Nehmen Sie zunächst kultivierte HEK293T aus dem Inkubator. Saugen Sie das vorhandene Nährmedium aus jeder Vertiefung ab und fügen Sie zwei Milliliter frisches Medium pro Vertiefung hinzu. Um die Zellen mit gespaltener R-Loop-Plasmid-DNA zu transfizieren, mischen Sie die DNA und das PEI in 200 Mikrolitern DMEM in einem 1,7-Milliliter-Mikrozentrifugenröhrchen für jede Vertiefung.

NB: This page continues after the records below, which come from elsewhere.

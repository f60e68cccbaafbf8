//! Identifier types used throughout the EDV service.
//!
//! Vault and document ids share one encoding: a multibase base58btc string
//! (`z` prefix) wrapping an identity multihash of 16 random bytes, i.e. the
//! 18 bytes `0x00 0x10 <16 bytes>`.

use serde::{Deserialize, Serialize};
use std::fmt;
use uuid::Uuid;

/// Multibase prefix for base58btc.
const MULTIBASE_BASE58_BTC: char = 'z';

/// Identity multihash code followed by the digest length.
const MULTIHASH_IDENTITY_16: [u8; 2] = [0x00, 0x10];

/// Number of random bytes carried by an id.
const ID_RANDOM_LEN: usize = 16;

fn check_encoding(what: &str, id: &str) -> crate::Result<()> {
    let Some(encoded) = id.strip_prefix(MULTIBASE_BASE58_BTC) else {
        return Err(crate::Error::Syntax(format!(
            "{what} must be a multibase base58btc string: {id}"
        )));
    };

    let bytes = bs58::decode(encoded)
        .into_vec()
        .map_err(|e| crate::Error::Syntax(format!("{what} is not valid base58btc: {e}")))?;

    if bytes.len() != MULTIHASH_IDENTITY_16.len() + ID_RANDOM_LEN
        || bytes[..2] != MULTIHASH_IDENTITY_16
    {
        return Err(crate::Error::Syntax(format!(
            "{what} must encode a 16 byte identity multihash: {id}"
        )));
    }

    Ok(())
}

fn generate_encoded() -> String {
    let mut bytes = Vec::with_capacity(MULTIHASH_IDENTITY_16.len() + ID_RANDOM_LEN);
    bytes.extend_from_slice(&MULTIHASH_IDENTITY_16);
    bytes.extend_from_slice(Uuid::new_v4().as_bytes());
    format!("{}{}", MULTIBASE_BASE58_BTC, bs58::encode(bytes).into_string())
}

/// Local identifier of a vault (the last path segment of its URL).
#[derive(Debug, Clone, PartialEq, Eq, Hash, PartialOrd, Ord, Serialize, Deserialize)]
#[serde(try_from = "String", into = "String")]
pub struct EdvId(String);

impl EdvId {
    /// Parse and validate a vault id.
    ///
    /// # Errors
    /// - `Error::Syntax` if the string is not a well-formed id
    pub fn parse(id: impl Into<String>) -> crate::Result<Self> {
        let id = id.into();
        check_encoding("vault id", &id)?;
        Ok(Self(id))
    }

    /// Generate a fresh random vault id.
    pub fn generate() -> Self {
        Self(generate_encoded())
    }

    /// Get the inner string value.
    pub fn as_str(&self) -> &str {
        &self.0
    }
}

impl fmt::Display for EdvId {
    fn fmt(&self, f: &mut fmt::Formatter<'_>) -> fmt::Result {
        write!(f, "{}", self.0)
    }
}

impl TryFrom<String> for EdvId {
    type Error = crate::Error;

    fn try_from(value: String) -> crate::Result<Self> {
        Self::parse(value)
    }
}

impl From<EdvId> for String {
    fn from(id: EdvId) -> Self {
        id.0
    }
}

/// Identifier of a document, unique within its vault.
#[derive(Debug, Clone, PartialEq, Eq, Hash, PartialOrd, Ord, Serialize, Deserialize)]
#[serde(try_from = "String", into = "String")]
pub struct DocumentId(String);

impl DocumentId {
    /// Parse and validate a document id.
    ///
    /// # Preconditions
    /// - `id` is a `z`-prefixed base58btc string
    ///
    /// # Errors
    /// - `Error::Syntax` if the encoding, alphabet or decoded length is wrong
    pub fn parse(id: impl Into<String>) -> crate::Result<Self> {
        let id = id.into();
        check_encoding("document id", &id)?;
        Ok(Self(id))
    }

    /// Generate a fresh random document id.
    pub fn generate() -> Self {
        Self(generate_encoded())
    }

    /// Get the inner string value.
    pub fn as_str(&self) -> &str {
        &self.0
    }
}

impl fmt::Display for DocumentId {
    fn fmt(&self, f: &mut fmt::Formatter<'_>) -> fmt::Result {
        write!(f, "{}", self.0)
    }
}

impl TryFrom<String> for DocumentId {
    type Error = crate::Error;

    fn try_from(value: String) -> crate::Result<Self> {
        Self::parse(value)
    }
}

impl From<DocumentId> for String {
    fn from(id: DocumentId) -> Self {
        id.0
    }
}
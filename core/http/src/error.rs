//! Wire error envelope.

use axum::http::StatusCode;
use axum::response::{IntoResponse, Response};
use axum::Json;
use serde::Serialize;
use tracing::{error, warn};

use edvault_common::{Error, ErrorKind};

/// An error as returned to HTTP clients.
#[derive(Debug, Clone)]
pub struct ApiError {
    kind: ErrorKind,
    message: String,
}

/// Body of an error response.
#[derive(Debug, Serialize)]
struct ErrorBody<'a> {
    #[serde(rename = "type")]
    kind: &'a str,
    message: &'a str,
}

impl ApiError {
    pub fn new(kind: ErrorKind, message: impl Into<String>) -> Self {
        Self {
            kind,
            message: message.into(),
        }
    }

    /// Create a validation error for a malformed request body.
    pub fn validation(message: impl Into<String>) -> Self {
        Self::new(ErrorKind::Validation, message)
    }

    pub fn kind(&self) -> ErrorKind {
        self.kind
    }

    /// HTTP status for the error kind.
    pub fn status(&self) -> StatusCode {
        match self.kind {
            ErrorKind::PermissionDenied => StatusCode::FORBIDDEN,
            ErrorKind::Validation | ErrorKind::Syntax => StatusCode::BAD_REQUEST,
            ErrorKind::Duplicate | ErrorKind::InvalidState => StatusCode::CONFLICT,
            ErrorKind::NotFound => StatusCode::NOT_FOUND,
            ErrorKind::Operation => StatusCode::INTERNAL_SERVER_ERROR,
        }
    }
}

impl From<Error> for ApiError {
    fn from(err: Error) -> Self {
        Self::new(err.kind(), err.to_string())
    }
}

impl IntoResponse for ApiError {
    fn into_response(self) -> Response {
        let status = self.status();
        if status.is_server_error() {
            error!(kind = %self.kind, message = %self.message, "Request failed");
        } else {
            warn!(kind = %self.kind, message = %self.message, "Request rejected");
        }

        let body = ErrorBody {
            kind: self.kind.as_str(),
            message: &self.message,
        };
        (status, Json(body)).into_response()
    }
}

/// Result type for REST handlers.
pub type ApiResult<T> = Result<Json<T>, ApiError>;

Wirbeln Sie die DNA und das PEI auf Stufe acht etwa zwei Sekunden lang schnell vor, um sicherzustellen, dass sie sich gut vermischen und einen Komplex bilden. Dann schleudern Sie es kurz in einer Mini-Zentrifuge herunter. Nach der Inkubation geben Sie die Mischung auf die Oberfläche des Nährmediums in der Sechs-Well-Platte mit den Zellen.
Klopfen Sie vorsichtig auf die Platte, um die Mischung gleichmäßig zu verteilen, und inkubieren Sie sie in einem befeuchteten Inkubator bei 37 Grad Celsius mit 5 % Kohlendioxid für sechs Stunden. Nehmen Sie anschließend die Sechs-Well-Platte aus dem Inkubator, saugen Sie das Medium ab und waschen Sie jede Vertiefung mit zwei Millilitern DPBS. Sobald das DPBS entfernt ist, fügen Sie 350 Mikroliter 0,05 % Trypsin-EDTA-Phenolrot hinzu.
Geben Sie am Ende der Inkubation 1,7 Milliliter Medium in jede Vertiefung, um die Trypsinreaktion zu stoppen. Übertragen Sie nun die Zellen zusammen mit dem Medium in ein 50-Milliliter-Röhrchen und drehen Sie sie fünf Minuten lang bei 300 g in einer Tischzentrifuge. Aspirieren Sie das Medium und resuspendieren Sie das Zellpellet mit einem Milliliter frischem Medium.
Um die Zellen in eine mit Poly-D-Lysin beschichtete 96-Well-Platte zu säen, geben Sie das erforderliche Zellvolumen in ein 50-Milliliter-Röhrchen zusammen mit dem entsprechenden Medienvolumen. Geben Sie mit einer Mehrkanalpipette 100 Mikroliter der verdünnten Zellsuspension in jede der 96 Vertiefungen. Inkubieren Sie die Zellen 18 Stunden lang bei 37 Grad Celsius mit 5% Kohlendioxid.